Although I admit my exposure to foreign films is miniscule, it is pretty much a guarantee that any film set in France, in particular Paris, is going to pique my interest.
Italian Paolo is content with his life. He lives with his German girlfriend Greta in Paris, has a steady job as a tour bus driver and a dependable if not so good advisor in English friend Derek. After finally proposing to Greta, he finds himself continually crossing paths with the lovely Cecile. Although he is in love with Greta, Paolo cannot helped but be intrigued by the girl riding the bicycle. One day, while in pursuit of her, he accidentally hits her with his bus, which throws his life completely off course.
At the hospital, he informs the nurse that Cecile is his wife so that he can get information on her condition, (a la While You Were Sleeping). When the nurse escorts him into Cecile’s room, her young children immediately greet him with hugs and cries of “Papa!” You see, Cecile has always told her children that their father is off fighting dragons, but when he returns they will know him because he speaks English.

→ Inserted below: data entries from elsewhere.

//! Generate an HTML/SVG visualization of the split keyboard's layers.
//! Each wired position is a rectangle with its label.

use splitkb_core::keymap::Layer;
use splitkb_core::layers::{LAYERS, NUM_LAYERS};
use splitkb_core::{Binding, Coord, Keymap, LayerBit, NUM_COLUMNS, NUM_LINES};

/// Physical key position and size for SVG rendering.
struct Key {
    x: f64,
    y: f64,
    w: f64,
    h: f64,
    pos: Coord,
}

/// Key unit size in SVG pixels.
const U: f64 = 54.0;
/// Gap between keys.
const GAP: f64 = 4.0;
/// Step: key + gap.
const S: f64 = U + GAP;
/// Key corner radius.
const R: f64 = 4.0;
/// Spacing between left and right halves.
const HALF_GAP: f64 = 60.0;
/// Margin around the SVG content.
const MARGIN: f64 = 20.0;
/// Columns per half.
const HALF: usize = NUM_COLUMNS / 2;

/// Column stagger for the left half (y offset in units of S).
/// Index 0 = outermost, index 5 = innermost. The right half mirrors it.
const STAGGER: [f64; HALF] = [0.40, 0.25, 0.00, -0.15, 0.10, 0.30];

/// Thumb line sits a little lower than the finger lines.
const THUMB_DROP: f64 = 0.35;

/// Whether `pos` carries anything on any layer.
fn is_used(keymap: &Keymap, pos: Coord) -> bool {
    keymap.flags(pos).selector != LayerBit::None
        || LAYERS
            .iter()
            .any(|(_, layer)| !binding(layer, pos).is_empty())
}

fn binding(layer: &Layer, pos: Coord) -> &Binding {
    &layer[pos.line as usize][pos.column as usize]
}

/// Build physical key positions for every used position of both halves.
fn build_keys(keymap: &Keymap) -> Vec<Key> {
    let mut keys = Vec::new();
    for pos in Coord::all().filter(|&pos| is_used(keymap, pos)) {
        let column = pos.column as usize;
        let (x, stagger) = if column < HALF {
            (column as f64 * S, STAGGER[column])
        } else {
            let mirrored = NUM_COLUMNS - 1 - column;
            (column as f64 * S + HALF_GAP, STAGGER[mirrored])
        };
        let line = pos.line as f64;
        let drop = if pos.line as usize == NUM_LINES - 1 {
            THUMB_DROP
        } else {
            0.0
        };
        keys.push(Key {
            x,
            y: (line + stagger + drop) * S,
            w: U,
            h: U,
            pos,
        });
    }
    keys
}

/// Compute the bounding box of all keys: (max_x + w, max_y + h).
fn bbox(keys: &[Key]) -> (f64, f64) {
    let mut max_x: f64 = 0.0;
    let mut max_y: f64 = 0.0;
    for k in keys {
        max_x = max_x.max(k.x + k.w);
        max_y = max_y.max(k.y + k.h);
    }
    (max_x, max_y)
}

fn selector_name(bit: LayerBit) -> Option<&'static str> {
    match bit {
        LayerBit::None => None,
        LayerBit::Shift => Some("Shift"),
        LayerBit::Function => Some("Fn"),
        LayerBit::Accent => Some("Acc"),
    }
}

/// Main label of a binding: the key, prefixed by a forced modifier.
fn label(binding: &Binding) -> String {
    if let Some(media) = binding.media {
        return media.display_name().to_string();
    }
    match (binding.forced, binding.primary) {
        (Some(with), Some(key)) => format!("{}+{}", with.display_name(), key.display_name()),
        (None, Some(key)) => key.display_name().to_string(),
        _ => String::new(),
    }
}

/// Render a single layer as an SVG group.
fn render_layer(keymap: &Keymap, keys: &[Key], layer_idx: usize, y_offset: f64) -> String {
    let (name, layer) = LAYERS[layer_idx];
    let mut svg = String::new();

    svg.push_str(&format!(
        r#"<g transform="translate({MARGIN}, {y_offset})">"#
    ));
    svg.push_str(&format!(
        r#"<text x="0" y="-10" class="layer-title">Layer {layer_idx} ({})</text>"#,
        html_escape(name),
    ));

    for key in keys {
        let binding = binding(layer, key.pos);
        let flags = keymap.flags(key.pos);
        let selector = selector_name(flags.selector);

        let key_class = if selector.is_some() {
            "key layer"
        } else if binding.is_empty() {
            "key unused"
        } else if binding.media.is_some() {
            "key media"
        } else if binding.primary.is_some_and(|k| k.is_modifier()) {
            "key modifier"
        } else {
            "key"
        };

        svg.push_str(&format!(
            r#"<rect x="{}" y="{}" width="{}" height="{}" rx="{R}" class="{key_class}"/>"#,
            key.x, key.y, key.w, key.h,
        ));

        let cx = key.x + key.w / 2.0;
        let main = label(binding);
        if !main.is_empty() {
            let font_class = if main.chars().count() > 3 { " small" } else { "" };
            svg.push_str(&format!(
                r#"<text x="{cx}" y="{}" class="label{font_class}">{}</text>"#,
                key.y + key.h / 2.0 + 1.0,
                html_escape(&main),
            ));
        }

        // Bottom line: the shifted variant, or the layer a selector holds.
        let sub = binding
            .secondary
            .map(|k| k.display_name())
            .or(selector.filter(|_| flags.resolves_on_release || main.is_empty()));
        if let Some(sub) = sub {
            svg.push_str(&format!(
                r#"<text x="{cx}" y="{}" class="label sub">{}</text>"#,
                key.y + key.h - 9.0,
                html_escape(sub),
            ));
        }
    }

    svg.push_str("</g>");
    svg
}

fn html_escape(s: &str) -> String {
    s.replace('&', "&amp;")
        .replace('<', "&lt;")
        .replace('>', "&gt;")
}

/// Generate the complete HTML document with inline SVG.
pub fn generate_html(keymap: &Keymap) -> String {
    let keys = build_keys(keymap);
    let (content_w, content_h) = bbox(&keys);
    let layer_height = content_h + 60.0;
    let total_width = content_w + 2.0 * MARGIN;
    let total_height = NUM_LAYERS as f64 * layer_height + 2.0 * MARGIN;

    let mut html = format!(
        r#"<!DOCTYPE html>
<html lang="fr">
<head>
<meta charset="utf-8">
<title>Split keyboard layout</title>
<style>
  body {{
    background: #1a1a2e;
    color: #eee;
    font-family: system-ui, -apple-system, sans-serif;
    display: flex;
    justify-content: center;
    padding: 2em;
  }}
  svg {{
    filter: drop-shadow(0 2px 8px rgba(0,0,0,0.3));
  }}
  .key {{
    fill: #16213e;
    stroke: #0f3460;
    stroke-width: 1.5;
  }}
  .key:hover {{
    fill: #1a1a5e;
    stroke: #e94560;
  }}
  .key.unused {{
    fill: #0d1117;
    stroke: #21262d;
    stroke-dasharray: 3 3;
  }}
  .key.layer {{
    fill: #2d1b4e;
    stroke: #e94560;
    stroke-width: 2;
  }}
  .key.modifier {{
    fill: #1b2e4e;
    stroke: #53a8b6;
    stroke-width: 1.5;
  }}
  .key.media {{
    fill: #1e3b2e;
    stroke: #5fb67a;
  }}
  .label {{
    fill: #eee;
    font-family: "JetBrains Mono", "Fira Code", monospace;
    font-size: 13px;
    text-anchor: middle;
    dominant-baseline: middle;
    pointer-events: none;
  }}
  .label.small {{
    font-size: 10px;
  }}
  .label.sub {{
    fill: #9aa5ce;
    font-size: 9px;
  }}
  .layer-title {{
    fill: #e94560;
    font-family: system-ui, -apple-system, sans-serif;
    font-size: 16px;
    font-weight: bold;
  }}
</style>
</head>
<body>
<svg width="{total_width}" height="{total_height}" xmlns="http://www.w3.org/2000/svg">
"#
    );

    for layer_idx in 0..NUM_LAYERS {
        let y_offset = MARGIN + layer_idx as f64 * layer_height + 30.0;
        html.push_str(&render_layer(keymap, &keys, layer_idx, y_offset));
        html.push('\n');
    }

    html.push_str("</svg>\n</body>\n</html>\n");
    html
}

#[cfg(test)]
mod tests {
    use super::*;
    use splitkb_core::DEFAULT_KEYMAP;

    #[test]
    fn unwired_line_is_not_drawn() {
        let keys = build_keys(&DEFAULT_KEYMAP);
        assert!(!keys.is_empty());
        assert!(keys.iter().all(|k| k.pos.line != 0));
    }

    #[test]
    fn every_layer_gets_a_title() {
        let html = generate_html(&DEFAULT_KEYMAP);
        for (idx, (name, _)) in LAYERS.iter().enumerate() {
            assert!(html.contains(&format!("Layer {idx} ({name})")));
        }
        assert!(html.ends_with("</html>\n"));
    }

    #[test]
    fn selectors_are_highlighted() {
        let html = generate_html(&DEFAULT_KEYMAP);
        // Shift, Accent and Function on each of the five layers.
        assert_eq!(html.matches(r#"class="key layer""#).count(), 3 * NUM_LAYERS);
    }

    #[test]
    fn forced_modifier_is_part_of_the_label() {
        let alt_tab = Binding::forced(splitkb_core::Keycode::Tab, splitkb_core::Keycode::LAlt);
        let label = label(&alt_tab);
        assert!(label.contains('+'));
        assert!(label.ends_with(splitkb_core::Keycode::Tab.display_name()));
    }

    #[test]
    fn labels_are_escaped() {
        assert_eq!(html_escape("<&>"), "&lt;&amp;&gt;");
    }
}
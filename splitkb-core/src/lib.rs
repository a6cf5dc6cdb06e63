//! Event pipeline of a split keyboard: switch sampling, debounce, overlap
//! removal, tap/hold and layer resolution, HID report assembly.
//!
//! This crate is `no_std` so it runs both in the AVR firmware and in the
//! host CLI, where it is exercised against recorded traces.

#![no_std]

pub mod error;
pub mod event;
pub mod keycode;
pub mod keymap;
pub mod layers;
pub mod output;
pub mod pipeline;
pub mod queue;
pub mod resolver;
pub mod sampler;
pub mod timing;

/// Lines of the key matrix.
pub const NUM_LINES: usize = 5;
/// Columns of the key matrix, both halves.
pub const NUM_COLUMNS: usize = 12;

pub use error::{BusFault, SampleError};
pub use event::{Coord, Event, Micros};
pub use keycode::{Keycode, MediaKey};
pub use keymap::{Binding, Keymap, LayerBit, LayerMask, PositionFlags, Resolved};
pub use layers::DEFAULT_KEYMAP;
pub use output::{HidTransport, Output, Report};
pub use pipeline::Pipeline;
pub use queue::{Consumer, EventQueue, Producer};
pub use resolver::{PositionState, Resolver, ResolverState, Transition};
pub use sampler::{BoardRevision, Sampler, SwitchBus, Wiring};
pub use timing::Timing;
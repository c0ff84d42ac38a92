use crate::error::RegistryError;
use rand::Rng;

/// Length of every generated short code.
pub const CODE_LENGTH: usize = 6;

/// Upper bound on redraws before giving up.
pub const MAX_ATTEMPTS: usize = 100;

pub const ALPHABET: &[u8] = b"abcdefghijklmnopqrstuvwxyzABCDEFGHIJKLMNOPQRSTUVWXYZ0123456789";

/// Generate a random short code for which `is_taken` returns `false`, using
/// the thread-local RNG.
pub fn generate(is_taken: impl Fn(&str) -> bool) -> Result<String, RegistryError> {
    generate_with(&mut rand::thread_rng(), is_taken)
}

/// Same as [`generate`] but drawing from the supplied RNG.
///
/// The whole code is redrawn on every collision, up to [`MAX_ATTEMPTS`]
/// times.
pub fn generate_with<R: Rng + ?Sized>(
    rng: &mut R,
    is_taken: impl Fn(&str) -> bool,
) -> Result<String, RegistryError> {
    for _ in 0..MAX_ATTEMPTS {
        let code = random_code(rng, CODE_LENGTH);
        if !is_taken(&code) {
            return Ok(code);
        }
    }
    Err(RegistryError::GenerationExhausted(MAX_ATTEMPTS))
}

/// Generate a random alphanumeric string of the given length.
fn random_code<R: Rng + ?Sized>(rng: &mut R, len: usize) -> String {
    (0..len)
        .map(|_| ALPHABET[rng.gen_range(0..ALPHABET.len())] as char)
        .collect()
}
use chrono::{DateTime, Utc};
use serde::{Deserialize, Serialize};

/// A shortened link as stored under the `links` key.
#[derive(Debug, Clone, PartialEq, Eq, Serialize, Deserialize)]
#[serde(rename_all = "camelCase")]
pub struct LinkRecord {
    pub code: String,
    pub url: String,
    /// Milliseconds since the Unix epoch.
    pub created_at: i64,
    /// Milliseconds since the Unix epoch. Resolution fails strictly after this.
    pub expires_at: i64,
}

impl LinkRecord {
    pub fn is_expired_at(&self, now_millis: i64) -> bool {
        now_millis > self.expires_at
    }
}

/// A single visit, appended under the `clicks` key.
#[derive(Debug, Clone, PartialEq, Eq, Serialize, Deserialize)]
pub struct ClickRecord {
    pub ts: i64,
    #[serde(rename = "ref")]
    pub referrer: String,
}

impl ClickRecord {
    pub fn ts_display(&self) -> String {
        format_millis(self.ts)
    }
}

/// A link joined with its click count, used on the index page.
#[derive(Debug, Clone)]
pub struct LinkWithStats {
    pub code: String,
    pub url: String,
    pub created_at: i64,
    pub expires_at: i64,
    pub click_count: usize,
    pub expired: bool,
}

impl LinkWithStats {
    pub fn expires_display(&self) -> String {
        format_millis(self.expires_at)
    }
}

/// Click history for one code, used on the stats page.
#[derive(Debug, Clone)]
pub struct CodeStats {
    pub code: String,
    pub clicks: Vec<ClickRecord>,
}

impl CodeStats {
    pub fn total(&self) -> usize {
        self.clicks.len()
    }
}

/// Render epoch milliseconds as a UTC timestamp for display.
pub fn format_millis(millis: i64) -> String {
    DateTime::<Utc>::from_timestamp_millis(millis)
        .map(|dt| dt.format("%Y-%m-%d %H:%M:%S UTC").to_string())
        .unwrap_or_else(|| millis.to_string())
}

#[cfg(test)]
mod tests {
    use super::*;

    #[test]
    fn link_record_uses_camel_case_keys() {
        let link = LinkRecord {
            code: "abc123".into(),
            url: "https://example.com".into(),
            created_at: 1,
            expires_at: 60_001,
        };
        let json = serde_json::to_value(&link).unwrap();
        assert_eq!(json["createdAt"], 1);
        assert_eq!(json["expiresAt"], 60_001);
    }

    #[test]
    fn click_record_serializes_ref() {
        let click = ClickRecord {
            ts: 5,
            referrer: "direct".into(),
        };
        assert_eq!(
            serde_json::to_string(&click).unwrap(),
            r#"{"ts":5,"ref":"direct"}"#
        );
    }

    #[test]
    fn expiry_is_inclusive_of_the_boundary() {
        let link = LinkRecord {
            code: "abc123".into(),
            url: "https://example.com".into(),
            created_at: 0,
            expires_at: 100,
        };
        assert!(!link.is_expired_at(100));
        assert!(link.is_expired_at(101));
    }

    #[test]
    fn formats_epoch_millis() {
        assert_eq!(format_millis(0), "1970-01-01 00:00:00 UTC");
    }
}
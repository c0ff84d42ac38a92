use crate::{
    activity::{ActivityEntry, ActivityLog},
    clock::Clock,
    config::AppConfig,
    error::RegistryError,
    ledger::ClickLedger,
    models::{ClickRecord, CodeStats, LinkRecord, LinkWithStats},
    registry::{self, LinkRegistry},
    store::{self, KvStore},
};
use serde_json::json;
use std::sync::Arc;

/// Outcome of a successful visit: where to send the user and what was recorded.
#[derive(Debug, Clone)]
pub struct Visit {
    pub link: LinkRecord,
    /// Normalized target, safe to put in a `Location` header.
    pub location: String,
    pub click: ClickRecord,
}

/// Owns the registry, ledger and activity log for one process and keeps the
/// store in sync after every mutation.
///
/// The in-memory maps are the source of truth. A failed write is logged and
/// retried implicitly by the next successful mutation, which rewrites the
/// whole map.
pub struct Shortener {
    registry: LinkRegistry,
    ledger: ClickLedger,
    activity: ActivityLog,
    store: Arc<dyn KvStore>,
    clock: Arc<dyn Clock>,
    links_key: String,
    clicks_key: String,
}

impl Shortener {
    /// Load persisted links and clicks from `store`.
    pub fn open(store: Arc<dyn KvStore>, config: &AppConfig, clock: Arc<dyn Clock>) -> Self {
        let links = store::load_or_default(store.as_ref(), &config.links_key);
        let clicks = store::load_or_default(store.as_ref(), &config.clicks_key);

        let registry = LinkRegistry::from_links(links, clock.clone());
        let ledger = ClickLedger::from_clicks(clicks, clock.clone());
        tracing::info!(
            "Loaded {} link(s) and {} click(s)",
            registry.len(),
            ledger.total()
        );

        Self {
            registry,
            ledger,
            activity: ActivityLog::new(config.activity_capacity),
            store,
            clock,
            links_key: config.links_key.clone(),
            clicks_key: config.clicks_key.clone(),
        }
    }

    /// Create a short link and persist the registry.
    pub fn shorten(
        &mut self,
        url: &str,
        validity_minutes: Option<i64>,
        custom_code: Option<&str>,
    ) -> Result<LinkRecord, RegistryError> {
        match self.registry.create(url, validity_minutes, custom_code) {
            Ok(link) => {
                self.persist_links();
                self.log("Created short link", json!(link));
                Ok(link)
            }
            Err(e) => {
                let (msg, payload) = match &e {
                    RegistryError::InvalidUrl(url) => ("Invalid URL", json!({ "url": url })),
                    RegistryError::CodeAlreadyExists(code) => {
                        ("Code already exists", json!({ "code": code }))
                    }
                    RegistryError::GenerationExhausted(attempts) => {
                        ("Code generation exhausted", json!({ "attempts": attempts }))
                    }
                    other => ("Create failed", json!({ "error": other.to_string() })),
                };
                self.log(msg, payload);
                Err(e)
            }
        }
    }

    /// Resolve `code` and, if it is live, record a click and persist the ledger.
    ///
    /// Missing or expired codes, and stored targets that no longer parse,
    /// leave the ledger untouched.
    pub fn visit(&mut self, code: &str, referrer: Option<&str>) -> Result<Visit, RegistryError> {
        let link = match self.registry.resolve(code) {
            Ok(link) => link,
            Err(e) => {
                let msg = match e {
                    RegistryError::Expired(_) => "Link expired",
                    _ => "Invalid redirect code",
                };
                self.log(msg, json!({ "code": code }));
                return Err(e);
            }
        };

        let Some(location) = registry::redirect_location(&link.url) else {
            self.log("Invalid redirect target", json!({ "code": code, "url": link.url }));
            return Err(RegistryError::InvalidUrl(link.url));
        };

        let click = self.ledger.record(code, referrer);
        self.persist_clicks();
        self.log("Redirect", json!({ "code": code, "click": click }));

        Ok(Visit {
            link,
            location,
            click,
        })
    }

    /// Every link with its click count, newest first.
    pub fn links_with_stats(&self) -> Vec<LinkWithStats> {
        let now = self.clock.now_millis();
        self.registry
            .list()
            .into_iter()
            .rev()
            .map(|link| LinkWithStats {
                click_count: self.ledger.count_for(&link.code),
                expired: link.is_expired_at(now),
                code: link.code,
                url: link.url,
                created_at: link.created_at,
                expires_at: link.expires_at,
            })
            .collect()
    }

    /// Click history for every code that has been visited.
    pub fn stats(&self) -> Vec<CodeStats> {
        self.ledger
            .entries()
            .map(|(code, clicks)| CodeStats {
                code: code.to_owned(),
                clicks: clicks.to_vec(),
            })
            .collect()
    }

    /// Recent activity, newest first.
    pub fn activity(&self) -> Vec<ActivityEntry> {
        let mut entries: Vec<ActivityEntry> = self.activity.entries().cloned().collect();
        entries.reverse();
        entries
    }

    pub fn registry(&self) -> &LinkRegistry {
        &self.registry
    }

    pub fn ledger(&self) -> &ClickLedger {
        &self.ledger
    }

    fn log(&mut self, msg: &str, payload: serde_json::Value) {
        let now = self.clock.now_millis();
        self.activity.log(now, msg, payload);
    }

    fn persist_links(&self) {
        if let Err(e) = store::save(self.store.as_ref(), &self.links_key, self.registry.links()) {
            tracing::error!("Failed to persist links: {}", e);
        }
    }

    fn persist_clicks(&self) {
        if let Err(e) = store::save(self.store.as_ref(), &self.clicks_key, self.ledger.clicks()) {
            tracing::error!("Failed to persist clicks: {}", e);
        }
    }
}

Upon her release from the hospital, Paolo takes Cecile and the children to their home and finds himself in the predicament of caring for her and the children secretly while also trying to maintain his relationship with Greta, who begins to suspect that Paolo is hiding something important from her.
This little romantic comedy is quite entertaining. Despite the fact that the film puts Paolo through the ringer emotionally and physically (he is essentially maintaining two households and lifestyles), it has an overall lighthearted feel. Paolo’s deception could make the viewer and the other film characters angry and distrustful of him, yet we catch glimpses of his true character as he cares for Cecile, falls in love with her children, while also coming to the realization that the grass is not always greener on the other side.
The other actors in this film all play their individual roles to perfection, and it is through their eyes that we see the real Paolo. The actress who plays the German Greta reminded me very much of Amy Adams, not only in appearance but in some of her mannerisms. Her Greta does a great job in handling her suspicions of her fiance while also continuing to speak of Paolo with respect.
The only face that was familiar to me was English actor Paddy Considine who plays Paolo’s friend Derek. He gets to play one of my favorite funny scenes in the film when some strangers stop him to ask for directions on the street and have the gall to speak to him in English.
I love that Girl on a Bicycle is set in Paris, but I also appreciated the international cast. Not only do we have French citizens speaking French, but we also get an Italian, a German and an Englishman who all break out into their own languages from time to time, which is part of the film’s charm. America may be the world’s melting pot, but this little movie is truly international and the first time I’ve seen this displayed so effortlessly on film. In fact, even though this is a foreign film, I was continually surprised by the fact that the dialogue is mainly English. One thing that really tickled me was the few little stereotypical jokes that were made about Germans. These are some of the same jokes I’ve heard in my own German household.
Although this is a sweet film, I will caution you that there is some swearing as well as a few sex scenes and one instance of female nudity. The nude scene is not sexual in nature and I suppose is more common in foreign films. The sex scenes are not particularly graphic, nothing more than we’ve seen in American films, but still I would have preferred the film had avoided these scenes as they are not necessary to the story.
This film is currently streaming for free with Amazon Prime.